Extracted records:
# # # #
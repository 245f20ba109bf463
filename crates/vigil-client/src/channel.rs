//! Reconnecting channel manager.
//!
//! One logical connection: connect → read → on error, backoff →
//! reconnect, up to a bounded attempt count, then a terminal
//! connection-failed state. Subscriptions are registered against the
//! manager, not the socket, so subscribing before any connection exists
//! is natural and replay across reconnects is idempotent by
//! construction -- a server emission is dispatched to each subscriber
//! exactly once regardless of how many reconnects preceded it.

use std::sync::Arc;
use std::time::Duration;

use dashmap::DashMap;
use futures_util::{SinkExt, StreamExt};
use serde_json::{Value, json};
use thiserror::Error;
use tokio::sync::{Mutex, broadcast, mpsc, watch};
use tokio::task::JoinHandle;
use tokio_tungstenite::tungstenite::{self, Message};
use tokio_util::sync::CancellationToken;
use url::Url;

use vigil_core::protocol::{ChannelEnvelope, RecordingRequest, SettingsPatch, inbound};

// ── Constants ────────────────────────────────────────────────────────

const TOPIC_CHANNEL_CAPACITY: usize = 64;
const OUTBOUND_QUEUE_CAPACITY: usize = 32;

/// Synthetic events emitted by the manager itself, alongside
/// server-originated events.
pub mod lifecycle {
    /// A (re)connection was established; state containers should resync.
    pub const CONNECTED: &str = "connected";
    /// The current connection dropped; reconnection may follow.
    pub const DISCONNECTED: &str = "disconnected";
    /// A connection attempt failed; reconnection may follow.
    pub const ERROR: &str = "error";
    /// Terminal: the attempt budget is exhausted and the loop gave up.
    pub const CONNECTION_FAILED: &str = "connectionFailed";
}

// ── Errors ───────────────────────────────────────────────────────────

#[derive(Debug, Error)]
pub enum ChannelError {
    #[error("channel is not connected")]
    NotConnected,

    #[error("serialization failed: {0}")]
    Serialization(#[from] serde_json::Error),
}

// ── Configuration ────────────────────────────────────────────────────

/// Backoff policy for reconnection.
#[derive(Debug, Clone)]
pub struct ReconnectConfig {
    /// Floor delay before the first retry. Default: 1s.
    pub initial_delay: Duration,

    /// Ceiling on the backoff delay. Default: 5s.
    pub max_delay: Duration,

    /// Attempts before giving up with a terminal failure.
    /// `None` retries forever. Default: 5.
    pub max_attempts: Option<u32>,
}

impl Default for ReconnectConfig {
    fn default() -> Self {
        Self {
            initial_delay: Duration::from_secs(1),
            max_delay: Duration::from_secs(5),
            max_attempts: Some(5),
        }
    }
}

// ── Connection state ─────────────────────────────────────────────────

/// Observable state of the logical connection.
#[derive(Debug, Clone, PartialEq, Eq)]
pub enum ConnectionState {
    Disconnected,
    Connecting,
    Connected,
    Reconnecting { attempt: u32 },
    /// Terminal: the reconnect budget is exhausted.
    Failed,
}

// ── Manager ──────────────────────────────────────────────────────────

/// Handle to the channel manager. Cheaply cloneable.
#[derive(Clone)]
pub struct ChannelManager {
    inner: Arc<ManagerInner>,
}

struct ManagerInner {
    url: Url,
    reconnect: ReconnectConfig,
    /// Per-event broadcast senders; created on first subscription and
    /// independent of any socket, so pre-connect registration works.
    topics: DashMap<String, broadcast::Sender<Arc<Value>>>,
    state_tx: watch::Sender<ConnectionState>,
    /// Writer handle for the live connection, if any.
    outbound: Mutex<Option<mpsc::Sender<Message>>>,
    /// Running loop: cancel handle + join handle.
    task: Mutex<Option<(CancellationToken, JoinHandle<()>)>>,
}

impl ChannelManager {
    /// Create a manager for `url`. Does NOT connect -- subscriptions may
    /// be registered first, then [`connect()`](Self::connect) starts the
    /// connection loop.
    pub fn new(url: Url) -> Self {
        Self::with_config(url, ReconnectConfig::default())
    }

    pub fn with_config(url: Url, reconnect: ReconnectConfig) -> Self {
        let (state_tx, _) = watch::channel(ConnectionState::Disconnected);
        Self {
            inner: Arc::new(ManagerInner {
                url,
                reconnect,
                topics: DashMap::new(),
                state_tx,
                outbound: Mutex::new(None),
                task: Mutex::new(None),
            }),
        }
    }

    /// Subscribe to a named event: server-originated or one of the
    /// [`lifecycle`] names. Valid at any time, including before the
    /// first connection; delivery starts with the next emission.
    pub fn subscribe(&self, event: &str) -> broadcast::Receiver<Arc<Value>> {
        self.inner
            .topics
            .entry(event.to_owned())
            .or_insert_with(|| broadcast::channel(TOPIC_CHANNEL_CAPACITY).0)
            .subscribe()
    }

    /// Observe connection-state transitions.
    pub fn state(&self) -> watch::Receiver<ConnectionState> {
        self.inner.state_tx.subscribe()
    }

    pub fn is_connected(&self) -> bool {
        *self.inner.state_tx.borrow() == ConnectionState::Connected
    }

    /// Start the connection loop. A second call while the loop is
    /// running is a no-op -- there is exactly one logical connection.
    pub async fn connect(&self) {
        let mut task = self.inner.task.lock().await;
        if task.is_some() {
            tracing::debug!("channel already running, ignoring connect");
            return;
        }
        let cancel = CancellationToken::new();
        let handle = tokio::spawn(run_loop(Arc::clone(&self.inner), cancel.clone()));
        *task = Some((cancel, handle));
    }

    /// Stop the connection loop: cancels any in-flight reconnection
    /// backoff and pending replay, closes the connection, and settles
    /// the state at [`ConnectionState::Disconnected`].
    pub async fn disconnect(&self) {
        let Some((cancel, handle)) = self.inner.task.lock().await.take() else {
            return;
        };
        cancel.cancel();
        let _ = handle.await;
        *self.inner.outbound.lock().await = None;
        let _ = self.inner.state_tx.send(ConnectionState::Disconnected);
        tracing::debug!("channel manager stopped");
    }

    /// Send a named event to the server. Fails fast while disconnected;
    /// the caller decides whether to queue or drop.
    pub async fn emit(&self, event: &str, data: Value) -> Result<(), ChannelError> {
        let frame = serde_json::to_string(&ChannelEnvelope::new(event, data))?;
        let outbound = self.inner.outbound.lock().await;
        let Some(tx) = outbound.as_ref() else {
            tracing::warn!(event, "channel not connected, command dropped");
            return Err(ChannelError::NotConnected);
        };
        tx.send(Message::Text(frame.into()))
            .await
            .map_err(|_| ChannelError::NotConnected)
    }

    // ── Typed command helpers ────────────────────────────────────────

    pub async fn update_camera_settings(
        &self,
        camera_id: &str,
        settings: &SettingsPatch,
    ) -> Result<(), ChannelError> {
        self.emit(
            inbound::CAMERA_UPDATE_SETTINGS,
            json!({ "cameraId": camera_id, "settings": settings }),
        )
        .await
    }

    pub async fn start_recording(&self, request: &RecordingRequest) -> Result<(), ChannelError> {
        self.emit(inbound::RECORDING_START, serde_json::to_value(request)?)
            .await
    }

    pub async fn stop_recording(&self, session_id: &str) -> Result<(), ChannelError> {
        self.emit(inbound::RECORDING_STOP, json!({ "sessionId": session_id }))
            .await
    }

    pub async fn pause_recording(&self) -> Result<(), ChannelError> {
        self.emit(inbound::RECORDING_PAUSE, json!({})).await
    }

    pub async fn resume_recording(&self) -> Result<(), ChannelError> {
        self.emit(inbound::RECORDING_RESUME, json!({})).await
    }

    pub async fn update_lidar_view(&self, view: Value) -> Result<(), ChannelError> {
        self.emit(inbound::LIDAR_UPDATE_VIEW, view).await
    }
}

// ── Dispatch ─────────────────────────────────────────────────────────

/// Deliver one event to its topic's subscribers, if any.
fn dispatch(topics: &DashMap<String, broadcast::Sender<Arc<Value>>>, event: &str, data: Value) {
    if let Some(topic) = topics.get(event) {
        // Send errors just mean nobody is listening right now.
        let _ = topic.send(Arc::new(data));
    }
}

fn parse_and_dispatch(topics: &DashMap<String, broadcast::Sender<Arc<Value>>>, text: &str) {
    let envelope: ChannelEnvelope = match serde_json::from_str(text) {
        Ok(envelope) => envelope,
        Err(err) => {
            tracing::debug!(error = %err, "unparseable channel frame");
            return;
        }
    };
    dispatch(topics, &envelope.event, envelope.data);
}

// ── Background reconnection loop ─────────────────────────────────────

/// Main loop: connect → read → on error, backoff → reconnect.
async fn run_loop(inner: Arc<ManagerInner>, cancel: CancellationToken) {
    let mut attempt: u32 = 0;

    loop {
        let _ = inner.state_tx.send(if attempt == 0 {
            ConnectionState::Connecting
        } else {
            ConnectionState::Reconnecting { attempt }
        });

        tokio::select! {
            biased;
            _ = cancel.cancelled() => break,
            result = connect_and_read(&inner, &cancel) => match result {
                // Clean disconnect: reset the counter and reconnect
                // immediately.
                Ok(()) => {
                    if cancel.is_cancelled() {
                        break;
                    }
                    tracing::info!("channel disconnected cleanly, reconnecting");
                    attempt = 0;
                }
                Err(err) => {
                    attempt += 1;
                    tracing::warn!(error = %err, attempt, "channel error");
                    dispatch(&inner.topics, lifecycle::ERROR, json!({ "error": err.to_string() }));

                    if let Some(max) = inner.reconnect.max_attempts {
                        if attempt >= max {
                            tracing::error!(attempts = attempt, "reconnection limit reached, giving up");
                            let _ = inner.state_tx.send(ConnectionState::Failed);
                            dispatch(
                                &inner.topics,
                                lifecycle::CONNECTION_FAILED,
                                json!({ "attempts": attempt }),
                            );
                            break;
                        }
                    }

                    let delay = backoff_delay(attempt, &inner.reconnect);
                    tracing::info!(delay_ms = delay.as_millis() as u64, attempt, "waiting before reconnect");
                    tokio::select! {
                        biased;
                        _ = cancel.cancelled() => break,
                        _ = tokio::time::sleep(delay) => {}
                    }
                }
            }
        }
    }

    *inner.outbound.lock().await = None;
    tracing::debug!("channel loop exiting");
}

/// Establish one connection and pump it until it drops.
async fn connect_and_read(
    inner: &ManagerInner,
    cancel: &CancellationToken,
) -> Result<(), ChannelError> {
    tracing::info!(url = %inner.url, "connecting to channel");

    let (stream, _response) = tokio_tungstenite::connect_async(inner.url.as_str())
        .await
        .map_err(transport_error)?;
    let (mut sink, mut read) = stream.split();

    let (tx, mut rx) = mpsc::channel::<Message>(OUTBOUND_QUEUE_CAPACITY);
    *inner.outbound.lock().await = Some(tx);
    let _ = inner.state_tx.send(ConnectionState::Connected);
    dispatch(&inner.topics, lifecycle::CONNECTED, json!({}));
    tracing::info!("channel connected");

    let result = loop {
        tokio::select! {
            biased;
            _ = cancel.cancelled() => break Ok(()),
            outgoing = rx.recv() => match outgoing {
                Some(message) => {
                    if let Err(err) = sink.send(message).await {
                        break Err(transport_error(err));
                    }
                }
                None => break Ok(()),
            },
            frame = read.next() => match frame {
                Some(Ok(Message::Text(text))) => {
                    parse_and_dispatch(&inner.topics, text.as_str());
                }
                Some(Ok(Message::Close(frame))) => {
                    match frame {
                        Some(ref close) => tracing::info!(
                            code = %close.code,
                            reason = %close.reason,
                            "channel close frame received"
                        ),
                        None => tracing::info!("channel close frame received"),
                    }
                    break Ok(());
                }
                Some(Ok(_)) => {
                    // Ping/pong handled by the transport; binary ignored.
                }
                Some(Err(err)) => break Err(transport_error(err)),
                None => {
                    tracing::info!("channel stream ended");
                    break Ok(());
                }
            },
        }
    };

    *inner.outbound.lock().await = None;
    let reason = match &result {
        Ok(()) => "closed".to_owned(),
        Err(err) => err.to_string(),
    };
    dispatch(&inner.topics, lifecycle::DISCONNECTED, json!({ "reason": reason }));
    result
}

fn transport_error(err: tungstenite::Error) -> ChannelError {
    // Local surface only needs "not connected" semantics; detail goes to
    // the error lifecycle event and the logs.
    tracing::debug!(error = %err, "channel transport error");
    ChannelError::NotConnected
}

// ── Backoff calculation ──────────────────────────────────────────────

/// Exponential backoff between the floor and ceiling delays.
///
/// `delay = min(initial * 2^(attempt-1), max) * jitter`, with a
/// deterministic ±25% jitter seeded from the attempt number to spread
/// reconnection storms across clients.
fn backoff_delay(attempt: u32, config: &ReconnectConfig) -> Duration {
    let exponent = attempt.saturating_sub(1).min(16);
    let base = config.initial_delay.as_secs_f64() * 2.0_f64.powi(exponent as i32);
    let capped = base.min(config.max_delay.as_secs_f64());

    let jitter = 1.0 + 0.25 * (f64::from(attempt) * 5.7).sin();
    Duration::from_secs_f64((capped * jitter).max(0.0))
}

// ── Tests ────────────────────────────────────────────────────────────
# # # #
- **WHAT THIS TASK INVOLVES**
Please give back only the lines between the first line of the entries and the line with "pub const DISCONNECTED: &str", both ends included, word for word.

- **ANSWER TO THE PROBLEM**
repository 245f20ba109bf463
filename crates/vigil-client/src/channel.rs
//! Reconnecting channel manager.
//!
//! One logical connection: connect → read → on error, backoff →
//! reconnect, up to a bounded attempt count, then a terminal
//! connection-failed state. Subscriptions are registered against the
//! manager, not the socket, so subscribing before any connection exists
//! is natural and replay across reconnects is idempotent by
//! construction -- a server emission is dispatched to each subscriber
//! exactly once regardless of how many reconnects preceded it.

use std::sync::Arc;
use std::time::Duration;

use dashmap::DashMap;
use futures_util::{SinkExt, StreamExt};
use serde_json::{Value, json};
use thiserror::Error;
use tokio::sync::{Mutex, broadcast, mpsc, watch};
use tokio::task::JoinHandle;
use tokio_tungstenite::tungstenite::{self, Message};
use tokio_util::sync::CancellationToken;
use url::Url;

use vigil_core::protocol::{ChannelEnvelope, RecordingRequest, SettingsPatch, inbound};

// ── Constants ────────────────────────────────────────────────────────

const TOPIC_CHANNEL_CAPACITY: usize = 64;
const OUTBOUND_QUEUE_CAPACITY: usize = 32;

/// Synthetic events emitted by the manager itself, alongside
/// server-originated events.
pub mod lifecycle {
    /// A (re)connection was established; state containers should resync.
    pub const CONNECTED: &str = "connected";
    /// The current connection dropped; reconnection may follow.
    pub const DISCONNECTED: &str = "disconnected";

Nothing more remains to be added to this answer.